“Apartheid was not a crime against humanity,” this statement can only be perceived as an arrogant joke, but alas and behold these were the sentiments opined by FW de Klerk in an interview. These diabolical sentiments were further reaffirmed by the said former statesman’s foundation.
This is a clear testament that despite South Africa having majority rule the seeds sowed during the apartheid regime are still present to this very day. According to a BBC article titled FW de Klerk and South African row over apartheid and crimes against humanity published on 18th February 2020, “this position also reinforced a wide perception that many white people have never been obliged to confront, properly, the evils of the past.” This is obviously because apartheid ended in negotiations and not a military victory.
The absence of proper accountability is what allows the making of such grave statements with no regard for the effect they have. The majority of black South Africans were happy that apartheid was over in 1994 but there was no recourse for the pain and loss suffered from the system. “Far too many white South Africans continue to deny the full horror of apartheid, they refuse to admit that they or their parents actively, or tacitly, propped up the system and still reap the benefits bestowed on them by that system,” wrote constitutional expert Pierre Vos.
Clear disparities in the economy still exist in South Africa especially on means of production. According to the World Bank report on poverty and inequality in 2018, South Africa was labeled the world’s most unequal country. Katty Scott of CNN in her article, South Africa world’s most unequal country. 25 years of freedom have failed to bridge the divide reports that, “legacy of apartheid endures, previously disadvantaged South Africans hold fewer assets, have fewer skills, earn lower wages and are still more likely to be unemployed.
The constitutional transition to inclusion was a prudent move but it did not remedy already existing inequalities that exist to this very day. These crimes against humanity that were birthed by apartheid are existent to this day. The poverty and lack of access to proper housing, water, education amongst others which are required basic human rights are still issues prevalent in the predominantly black communities of Soweto, Bloubusrand and Khayelitsha to mention a few.

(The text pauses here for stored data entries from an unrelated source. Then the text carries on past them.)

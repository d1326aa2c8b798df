//! Framebuffer and style types for terminal rendering.

/// 24-bit RGB color.
#[derive(Debug, Clone, Copy, PartialEq, Eq, Default)]
pub struct Rgb {
    pub r: u8,
    pub g: u8,
    pub b: u8,
}

impl Rgb {
    pub const fn new(r: u8, g: u8, b: u8) -> Self {
        Self { r, g, b }
    }

    /// Blend towards white by `amount` out of 255.
    pub fn lighten(self, amount: u8) -> Self {
        let mix = |c: u8| c + (((255 - c) as u16 * amount as u16) / 255) as u8;
        Self::new(mix(self.r), mix(self.g), mix(self.b))
    }
}

/// Per-cell styling.
#[derive(Debug, Clone, Copy, PartialEq, Eq)]
pub struct CellStyle {
    pub fg: Rgb,
    pub bg: Rgb,
    pub bold: bool,
    pub dim: bool,
}

impl CellStyle {
    pub const fn new(fg: Rgb, bg: Rgb) -> Self {
        Self {
            fg,
            bg,
            bold: false,
            dim: false,
        }
    }

    pub const fn bold(mut self) -> Self {
        self.bold = true;
        self
    }

    pub const fn dim(mut self) -> Self {
        self.dim = true;
        self
    }

    pub const fn cell(self, ch: char) -> Cell {
        Cell { ch, style: self }
    }
}

impl Default for CellStyle {
    fn default() -> Self {
        Self::new(Rgb::new(220, 220, 220), Rgb::new(0, 0, 0))
    }
}

/// A single terminal cell.
#[derive(Debug, Clone, Copy, PartialEq, Eq)]
pub struct Cell {
    pub ch: char,
    pub style: CellStyle,
}

impl Default for Cell {
    fn default() -> Self {
        CellStyle::default().cell(' ')
    }
}

/// Row-major grid of styled character cells.
///
/// Writes outside the buffer are dropped, so drawing code can clip by simply
/// drawing.
#[derive(Debug, Clone, PartialEq, Eq)]
pub struct FrameBuffer {
    width: u16,
    height: u16,
    cells: Vec<Cell>,
}

impl FrameBuffer {
    pub fn new(width: u16, height: u16) -> Self {
        Self {
            width,
            height,
            cells: vec![Cell::default(); width as usize * height as usize],
        }
    }

    pub fn width(&self) -> u16 {
        self.width
    }

    pub fn height(&self) -> u16 {
        self.height
    }

    /// Change dimensions, keeping the allocation where possible.
    ///
    /// Contents are unspecified afterwards; callers clear before drawing.
    pub fn resize(&mut self, width: u16, height: u16) {
        if (self.width, self.height) == (width, height) {
            return;
        }
        self.width = width;
        self.height = height;
        self.cells
            .resize(width as usize * height as usize, Cell::default());
    }

    pub fn cells(&self) -> &[Cell] {
        &self.cells
    }

    #[inline]
    fn index(&self, x: u16, y: u16) -> Option<usize> {
        (x < self.width && y < self.height)
            .then(|| y as usize * self.width as usize + x as usize)
    }

    pub fn get(&self, x: u16, y: u16) -> Option<Cell> {
        self.index(x, y).map(|i| self.cells[i])
    }

    pub fn set(&mut self, x: u16, y: u16, cell: Cell) {
        if let Some(i) = self.index(x, y) {
            self.cells[i] = cell;
        }
    }

    pub fn clear(&mut self, cell: Cell) {
        self.cells.fill(cell);
    }

    pub fn put_char(&mut self, x: u16, y: u16, ch: char, style: CellStyle) {
        self.set(x, y, style.cell(ch));
    }

    pub fn put_str(&mut self, x: u16, y: u16, s: &str, style: CellStyle) {
        for (ch, cx) in s.chars().zip(x..self.width) {
            self.put_char(cx, y, ch, style);
        }
    }

    /// Decimal number without allocating.
    pub fn put_u32(&mut self, x: u16, y: u16, value: u32, style: CellStyle) {
        let mut digits = [0u8; 10];
        let mut n = value;
        let mut len = 0;
        loop {
            digits[len] = b'0' + (n % 10) as u8;
            len += 1;
            n /= 10;
            if n == 0 {
                break;
            }
        }
        for (i, d) in digits[..len].iter().rev().enumerate() {
            self.put_char(x.saturating_add(i as u16), y, *d as char, style);
        }
    }

    pub fn fill_rect(&mut self, x: u16, y: u16, w: u16, h: u16, ch: char, style: CellStyle) {
        for dy in 0..h {
            for dx in 0..w {
                self.put_char(x.saturating_add(dx), y.saturating_add(dy), ch, style);
            }
        }
    }

    /// Characters of one row, for tests and debugging.
    pub fn row_text(&self, y: u16) -> String {
        (0..self.width)
            .filter_map(|x| self.get(x, y))
            .map(|c| c.ch)
            .collect()
    }
}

On November 30th, 1973 the United Nations General Assembly opened for signature and ratification the International Convention on the Suppression and Punishment of the Crime of Apartheid. It was defined as, “inhuman acts committed for establishing and maintaining domination by one racial group of persons over any other racial group of persons and systematically oppressing them.”
Furthermore, the 2002 Rome Statute of the International Criminal Court is quite clear in its definition of said crime of Apartheid, “as inhumane acts of a character similar to other crimes against humanity committed in context of an institutionalized regime of systematic oppression and domination by one racial group over any other racial groups and committed with the intention of maintaining that regime.” The aforementioned are quite clear and it is easy to see that the shoe fits the crimes committed under apartheid.
It is a clear attempt to feign ignorance on a topic that left many dead and set up the blueprints that set up the current South African distribution of wealth structures that see the black majority at the bottom. It, therefore, brings back the wounds that were never healed but glossed over with a constitution. The land stolen during this regime has still not been given back to the rightful owners.
FW de Klerk was clearly out of his depth by making such crude and inconsiderate averments. The attempt to try and justify that the claim of apartheid being a crime was propaganda against the Soviet Union against South Africa further affirmed his inconsideration.
There is a strong call for the legislature to tighten screws on the law around hate speech. The retraction by FW de Klerk and his foundation comes a little too late. Such statements are a clear attack on the nation-building process that South Africa has been going through since 1994.
It causes the regression and reopening of wounds that South Africa should not be dealing with. South Africa has economic challenges that it is addressing including the drop of the rand and power outages and an Airline constantly seeking bailouts.
Statements similar to those issued by FW de Klerk should be frowned upon and judged harshly. The former president was wrong and should have issued an unconditional retraction without attempting to justify a statement that can never be justified.